Cette opération s’inscrit dans le cadre de la coordination sécuritaire en matière de la lutte antiterroriste entre Alger et Tunis, dont les deux pays ont convenu de la hisser au plus haut niveau.
La participation à cette enquête, diligentée en Tunisie, est de nature à avoir davantage d’informations et de renseignements sur les réseaux de recrutement des djihadistes activant en Libye, en Tunisie et en Algérie.
Selon des sources bien informées, un nombre de dirigeants de Daesh auraient changé leurs positions, et se seraient retranchés vers les villes frontalières et celles de l’intérieur après les premières frappes aériennes américaines contre le groupe Daesh.
Pour faire face à d’éventuelles incursions des groupes terroristes, les forces de l’ANP ont décrété l’alerte rouge, dont des hélicoptères survolaient depuis samedi les frontières avec la Libye et la Tunisie.
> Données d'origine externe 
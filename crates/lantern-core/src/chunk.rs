//! Reply chunking for turn-based voice/SMS channels.
//!
//! Interpreter output regularly runs to several paragraphs; SMS and voice
//! frames do not. [`chunk`] splits a reply into bounded-length fragments,
//! preferring sentence boundaries so each frame reads as a whole thought.

/// Splits `text` into ordered chunks of at most `max_len` characters.
///
/// Sentences are accumulated greedily; a sentence that would overflow the
/// current chunk starts the next one. A single sentence longer than
/// `max_len` is hard-split into `max_len`-sized pieces. Empty input yields
/// an empty vector, and `max_len == 0` yields no chunks at all.
#[must_use]
pub fn chunk(text: &str, max_len: usize) -> Vec<String> {
    if max_len == 0 {
        return Vec::new();
    }

    let mut chunks = Vec::new();
    let mut buf = String::new();
    let mut buf_len = 0usize;

    for sentence in split_sentences(text) {
        let sentence_len = sentence.chars().count();

        if sentence_len > max_len {
            if !buf.is_empty() {
                chunks.push(std::mem::take(&mut buf));
                buf_len = 0;
            }
            hard_split(&sentence, max_len, &mut chunks);
            continue;
        }

        // One joining space when appending to a non-empty buffer.
        let sep = usize::from(!buf.is_empty());
        if buf_len + sep + sentence_len > max_len {
            chunks.push(std::mem::take(&mut buf));
            buf.push_str(&sentence);
            buf_len = sentence_len;
        } else {
            if sep == 1 {
                buf.push(' ');
            }
            buf.push_str(&sentence);
            buf_len += sep + sentence_len;
        }
    }

    if !buf.is_empty() {
        chunks.push(buf);
    }
    chunks
}

/// Splits text into sentences, keeping terminal punctuation with each
/// sentence. A punctuation run (`...`, `?!`) ends a sentence only when
/// followed by whitespace or end of input, so "v1.2" stays intact.
fn split_sentences(text: &str) -> Vec<String> {
    let mut sentences = Vec::new();
    let mut current = String::new();
    let mut chars = text.chars().peekable();

    while let Some(c) = chars.next() {
        current.push(c);
        if matches!(c, '.' | '!' | '?') {
            while let Some(&next) = chars.peek() {
                if matches!(next, '.' | '!' | '?') {
                    current.push(next);
                    chars.next();
                } else {
                    break;
                }
            }
            if chars.peek().is_none_or(|next| next.is_whitespace()) {
                push_trimmed(&mut sentences, &current);
                current.clear();
            }
        }
    }
    push_trimmed(&mut sentences, &current);
    sentences
}

fn push_trimmed(sentences: &mut Vec<String>, raw: &str) {
    let trimmed = raw.trim();
    if !trimmed.is_empty() {
        sentences.push(trimmed.to_owned());
    }
}

/// Fragments an oversized sentence into pieces of exactly `max_len`
/// characters (the last piece carries the remainder).
fn hard_split(sentence: &str, max_len: usize, out: &mut Vec<String>) {
    let mut piece = String::new();
    let mut count = 0usize;
    for c in sentence.chars() {
        piece.push(c);
        count += 1;
        if count == max_len {
            out.push(std::mem::take(&mut piece));
            count = 0;
        }
    }
    if !piece.is_empty() {
        out.push(piece);
    }
}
Par ailleurs, la frontière algéro-libyenne est maintenue fermée, sauf pour des raisons humanitaires. En revanche, la fermeture de la frontière terrestre algéro-tunisienne n’est pas envisageable, d’après notre source.
A noter également que la sécurité a été considérablement renforcée au niveau des compagnies pétrolières et des infrastructures stratégiques à l’extrême sud, dont des équipes mobiles ont été déployées.
Pour rappel, la frappe aérienne américaine contre Daesh à Sabratha (Libye) a fait près de 48 morts, dont l’émir de ce groupe, Abu Djahder Al Tounoussi et le chef djihadiste tuisien, Noureddine Chouchane, tandis que le sort de Abou Ayadh Al Tounoussi reste inconnu.